L'énorme croissance de la demande de climatisation signifie que nous devons agir rapidement. Aujourd'hui, on estime que 3,6 milliards de climatiseurs, de réfrigérateurs et d'appareils connexes sont utilisés dans le monde entier. Pour répondre aux besoins de climatisation du monde, ce chiffre va plus que tripler, pour atteindre 14 milliards d'unités de climatisation d'ici 2050.
L'accès à la climatisation est déjà en train de devenir un enjeu majeur en matière de climat et de justice sociale dans le monde entier – en particulier dans les nombreux pays asiatiques, africains et sud-américains qui sont soumis à des températures de plus en plus invivables et qui souffrent déjà de pauvreté, de pénuries d'eau et d'autres problèmes connexes. Par exemple, seuls 7 à 9 % des ménages indiens ont accès à l'air conditionné à l'heure actuelle, contre 60 % en Chine et 90 % aux États-Unis. Rien qu'en Inde, la demande en air conditionné va augmenter de plus d'un milliard d'unités au cours des prochaines décennies. Pendant ce temps, il est essentiel de réduire la pollution due à la climatisation. La diminution du coût, que l'Inde a mise en place par le biais de son programme novateur d'approvisionnement en gros, sera également bénéfique.

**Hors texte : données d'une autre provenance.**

//! Append-only log of RAG queries.
//!
//! Every call to [`RagEngine::query`](super::RagEngine::query) appends one
//! record. Records are never mutated or removed; `export_jsonl` appends the
//! records not yet exported to a JSON Lines file.

use super::types::StructuredContext;
use chrono::{DateTime, Utc};
use postapply_core::{AppError, AppResult};
use serde::{Deserialize, Serialize};
use std::fs::OpenOptions;
use std::io::Write;
use std::path::Path;
use std::sync::{Mutex, MutexGuard};

/// One logged query.
#[derive(Debug, Clone, PartialEq, Serialize, Deserialize)]
pub struct QueryLogEntry {
    pub timestamp: DateTime<Utc>,
    pub question: String,
    #[serde(default, skip_serializing_if = "Option::is_none")]
    pub structured_context: Option<StructuredContext>,
    pub num_sources: usize,
}

#[derive(Debug, Default)]
struct LogState {
    entries: Vec<QueryLogEntry>,
    exported: usize,
}

/// In-memory query log owned by a RAG engine.
#[derive(Debug, Default)]
pub struct QueryLog {
    state: Mutex<LogState>,
}

impl QueryLog {
    pub fn new() -> Self {
        Self::default()
    }

    fn lock(&self) -> MutexGuard<'_, LogState> {
        match self.state.lock() {
            Ok(guard) => guard,
            Err(poisoned) => poisoned.into_inner(),
        }
    }

    pub fn append(&self, entry: QueryLogEntry) {
        self.lock().entries.push(entry);
    }

    /// Snapshot of all entries, oldest first.
    pub fn entries(&self) -> Vec<QueryLogEntry> {
        self.lock().entries.clone()
    }

    pub fn len(&self) -> usize {
        self.lock().entries.len()
    }

    pub fn is_empty(&self) -> bool {
        self.lock().entries.is_empty()
    }

    /// Append not-yet-exported entries to `path` as JSON lines.
    ///
    /// Returns the number of records written. Calling it again only writes
    /// entries logged since the previous export.
    pub fn export_jsonl(&self, path: &Path) -> AppResult<usize> {
        let mut state = self.lock();
        let pending = &state.entries[state.exported..];

        if pending.is_empty() {
            return Ok(0);
        }

        if let Some(parent) = path.parent() {
            if !parent.as_os_str().is_empty() {
                std::fs::create_dir_all(parent)?;
            }
        }

        let mut buffer = String::new();
        for entry in pending {
            buffer.push_str(&serde_json::to_string(entry)?);
            buffer.push('\n');
        }

        let mut file = OpenOptions::new()
            .create(true)
            .append(true)
            .open(path)
            .map_err(|e| AppError::Knowledge(format!("Failed to open query log {:?}: {}", path, e)))?;

        file.write_all(buffer.as_bytes()).map_err(|e| {
            AppError::Knowledge(format!("Failed to write query log {:?}: {}", path, e))
        })?;

        file.sync_all().map_err(|e| {
            AppError::Knowledge(format!("Failed to sync query log {:?}: {}", path, e))
        })?;

        let written = pending.len();
        state.exported = state.entries.len();

        tracing::debug!("Exported {} query log records to {:?}", written, path);
        Ok(written)
    }
}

Nous devrions tous nous sentir soutenus par la réussite du Protocole de Montréal dans la réparation de la couche d'ozone et dans l'atténuation d'un plus fort réchauffement dû aux gaz à effet de serre – plus que par toute autre mesure. Tous les pays doivent à présent adopter des initiatives de bon sens pour rendre la climatisation plus efficace, moins polluante et plus abordable pour les consommateurs. De toute urgence, nous devons tenir compte de notre toute dernière évaluation de la sensibilité de la planète à la poursuite des émissions et reconnaître que sans une action rapide, il sera beaucoup plus difficile d'éviter un emballement du climat.